───── DATASET EXCERPTS

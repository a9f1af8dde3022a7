//! Daily fortune: how today's day pillar relates to the birth day pillar.

/// Relation between two stems or two branches.
#[derive(Debug, Clone, Copy, PartialEq, Eq)]
pub enum Relation {
    /// 合
    Combine,
    /// 刑
    Punish,
    /// 冲
    Clash,
    /// 平
    Neutral,
}

impl Relation {
    fn mark(&self) -> &'static str {
        match self {
            Relation::Combine => "合",
            Relation::Punish => "刑",
            Relation::Clash => "冲",
            Relation::Neutral => "平",
        }
    }

    fn level(&self) -> &'static str {
        match self {
            Relation::Combine => "吉",
            other => other.mark(),
        }
    }
}

const STEM_PAIRS: [(char, char, Relation); 15] = [
    ('甲', '己', Relation::Combine),
    ('乙', '庚', Relation::Combine),
    ('丙', '辛', Relation::Combine),
    ('丁', '壬', Relation::Combine),
    ('戊', '癸', Relation::Combine),
    ('甲', '庚', Relation::Punish),
    ('乙', '辛', Relation::Punish),
    ('丙', '壬', Relation::Punish),
    ('丁', '癸', Relation::Punish),
    ('戊', '己', Relation::Punish),
    ('甲', '辛', Relation::Clash),
    ('乙', '壬', Relation::Clash),
    ('丙', '癸', Relation::Clash),
    ('丁', '庚', Relation::Clash),
    ('戊', '辛', Relation::Clash),
];

const BRANCH_GROUPS: [(&str, Relation); 16] = [
    ("子午", Relation::Clash),
    ("丑未", Relation::Clash),
    ("寅申", Relation::Clash),
    ("卯酉", Relation::Clash),
    ("辰戌", Relation::Clash),
    ("巳亥", Relation::Clash),
    ("寅巳申亥", Relation::Punish),
    ("子卯未", Relation::Punish),
    ("丑戌未", Relation::Punish),
    ("辰酉午", Relation::Punish),
    ("亥子", Relation::Combine),
    ("寅亥", Relation::Combine),
    ("卯戌", Relation::Combine),
    ("辰酉", Relation::Combine),
    ("巳申", Relation::Combine),
    ("午未", Relation::Combine),
];

fn stem_relation(a: char, b: char) -> Option<Relation> {
    STEM_PAIRS
        .iter()
        .find(|(x, y, _)| (*x == a && *y == b) || (*x == b && *y == a))
        .map(|(_, _, r)| *r)
}

/// Identical branches are not related to each other.
fn branch_relation(a: char, b: char) -> Option<Relation> {
    if a == b {
        return None;
    }
    BRANCH_GROUPS
        .iter()
        .find(|(group, _)| group.contains(a) && group.contains(b))
        .map(|(_, r)| *r)
}

#[derive(Debug, Clone, Copy, PartialEq, Eq)]
enum AgeBand {
    Toddler,
    Child,
    Youth,
    Adult,
    Elderly,
}

impl AgeBand {
    fn of(years: i32) -> Self {
        match years {
            y if y < 3 => AgeBand::Toddler,
            y if y < 7 => AgeBand::Child,
            y if y < 18 => AgeBand::Youth,
            y if y >= 50 => AgeBand::Elderly,
            _ => AgeBand::Adult,
        }
    }
}

/// `(detail, advice)`; `{name}` in the detail is replaced by the person.
fn texts(relation: Relation, band: AgeBand) -> (&'static str, &'static str) {
    use AgeBand::*;
    use Relation::*;
    match (relation, band) {
        (Combine, Toddler) => (
            "今日{name}运势良好，情绪稳定，胃口不错，适合亲子互动与日常体检。",
            "宜：体检、户外、亲子活动\n忌：过度疲劳、剧烈运动",
        ),
        (Combine, Child) => (
            "今日{name}运势良好，上午宜认知学习，下午可适度户外活动，同伴相处融洽。",
            "宜：户外活动、认知学习、同伴交往\n忌：过度劳累、受凉着凉",
        ),
        (Combine, Youth) => (
            "{name}今日运势大吉，思维活跃，体能充沛，团队活动中易获好评。",
            "宜：课业学习、体育活动、团队合作\n忌：过度用眼、熬夜",
        ),
        (Combine, Adult) => (
            "今日贵人相助，诸事顺遂。财运稳中有升，出行顺利，人际与家庭和睦。",
            "把握机会，主动出击",
        ),
        (Combine, Elderly) => (
            "今日运程平顺，气血调和，宜适度运动与进补养生，财务平稳。",
            "宜：居家调养、稳妥处事\n忌：远行冒险、激烈运动",
        ),
        (Punish, Toddler) => (
            "今日{name}运势欠佳，易有不安情绪与挑食，宜保持熟悉环境并加强看护。",
            "宜：调整作息、清淡饮食、保持安静\n忌：环境变动、强迫进食",
        ),
        (Punish, Child) => (
            "今日{name}运势较弱，活动注意安全，情绪可能起伏，宜耐心开导。",
            "宜：室内活动、清淡饮食\n忌：剧烈运动、争执",
        ),
        (Punish, Youth) => (
            "{name}今日运势欠佳，注意力易分散，体育活动以安全为先，人际宜谨慎。",
            "宜：独立学习、充足休息\n忌：剧烈运动、争执",
        ),
        (Punish, Adult) => (
            "易有口舌是非，情绪波动较大。理财需谨慎，不宜远行，言行宜稳。",
            "谨言慎行，避免冲突",
        ),
        (Punish, Elderly) => (
            "今日诸事需谨慎，留意身体不适，防范意外损失，居家注意安全。",
            "宜：居家调养、稳妥处事\n忌：远行冒险、激烈运动",
        ),
        (Clash, Toddler) => (
            "今日{name}运势冲克，睡眠与饮食易受影响，避免远途与嘈杂场所。",
            "宜：规律作息、清淡饮食\n忌：环境剧变、长途奔波",
        ),
        (Clash, Child) => (
            "今日{name}运势不稳，宜以室内活动为主，注意营养与睡眠。",
            "宜：室内活动、早睡、规律饮食\n忌：剧烈运动、情绪激动",
        ),
        (Clash, Youth) => (
            "{name}今日运势波动，学习需要更多耐心，运动量宜适中。",
            "宜：独立学习、充足休息\n忌：过度劳累、人际冲突",
        ),
        (Clash, Adult) => (
            "运势波动较大，诸事需谨慎。不宜大额支出，行程易变，沟通宜缓。",
            "稳妥行事，避免冒险",
        ),
        (Clash, Elderly) => (
            "今日运势波动较大，关注心脑血管与消化系统，不宜远行。",
            "宜：居家休养、保持平静\n忌：奔波劳累、激动争执",
        ),
        (Neutral, Toddler) => (
            "今日{name}运势平稳，适合保持日常作息，按时吃睡。",
            "宜：常规作息、日常活动\n忌：过度刺激、突变环境",
        ),
        (Neutral, Child) => (
            "今日{name}运势平稳，各项活动均可正常开展。",
            "宜：常规活动、正常作息\n忌：过度劳累",
        ),
        (Neutral, Youth) => (
            "{name}今日运势平稳，适合复习巩固，运动以平时标准为宜。",
            "宜：复习功课、常规运动\n忌：标新立异",
        ),
        (Neutral, Adult) => (
            "运势平稳，无突出吉凶。按既定计划行事，家庭和睦。",
            "保持平常心，按部就班",
        ),
        (Neutral, Elderly) => (
            "今日运势平稳，身体状况良好，短途无碍，居家平安。",
            "宜：规律作息、平和处世\n忌：贪图安逸、过度担忧",
        ),
    }
}

/// A daily fortune reading.
#[derive(Debug, Clone, PartialEq, Eq)]
pub struct Reading {
    /// `天干合`, `地支冲`, or `平`.
    pub relation: String,
    pub level: &'static str,
    pub detail: String,
    pub advice: &'static str,
}

/// Compare the birth and today's day pillars. Stem relations take
/// precedence over branch relations.
pub fn read(name: &str, birth_day: &str, today_day: &str, age_years: i32) -> Reading {
    let mut birth = birth_day.chars();
    let mut today = today_day.chars();
    let (bs, bb) = (birth.next(), birth.next());
    let (ts, tb) = (today.next(), today.next());

    let stem = bs.zip(ts).and_then(|(a, b)| stem_relation(a, b));
    let branch = bb.zip(tb).and_then(|(a, b)| branch_relation(a, b));
    let (relation, label) = match (stem, branch) {
        (Some(r), _) => (r, format!("天干{}", r.mark())),
        (None, Some(r)) => (r, format!("地支{}", r.mark())),
        (None, None) => (Relation::Neutral, Relation::Neutral.mark().to_string()),
    };

    let (detail, advice) = texts(relation, AgeBand::of(age_years));
    Reading {
        relation: label,
        level: relation.level(),
        detail: detail.replace("{name}", name),
        advice,
    }
}

#[cfg(test)]
mod tests {
    use super::*;

    #[test]
    fn stem_combination_wins() {
        let r = read("小明", "甲子", "己午", 30);
        assert_eq!(r.relation, "天干合");
        assert_eq!(r.level, "吉");
        assert_eq!(r.advice, "把握机会，主动出击");
    }

    #[test]
    fn branch_clash() {
        let r = read("小明", "甲子", "丙午", 60);
        assert_eq!(r.relation, "地支冲");
        assert_eq!(r.level, "冲");
        assert!(r.advice.contains("居家休养"));
    }

    #[test]
    fn same_pillar_is_neutral() {
        let r = read("小明", "甲子", "甲子", 10);
        assert_eq!(r.relation, "平");
        assert!(r.detail.starts_with("小明"));
    }

    #[test]
    fn age_bands() {
        assert_eq!(AgeBand::of(0), AgeBand::Toddler);
        assert_eq!(AgeBand::of(3), AgeBand::Child);
        assert_eq!(AgeBand::of(7), AgeBand::Youth);
        assert_eq!(AgeBand::of(18), AgeBand::Adult);
        assert_eq!(AgeBand::of(50), AgeBand::Elderly);
    }
}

──────────

Pull out the lines above in which the word "清淡饮食" appears.

=== RESPONSE BELOW ===
            "宜：调整作息、清淡饮食、保持安静\n忌：环境变动、强迫进食",
            "宜：室内活动、清淡饮食\n忌：剧烈运动、争执",
            "宜：规律作息、清淡饮食\n忌：环境剧变、长途奔波",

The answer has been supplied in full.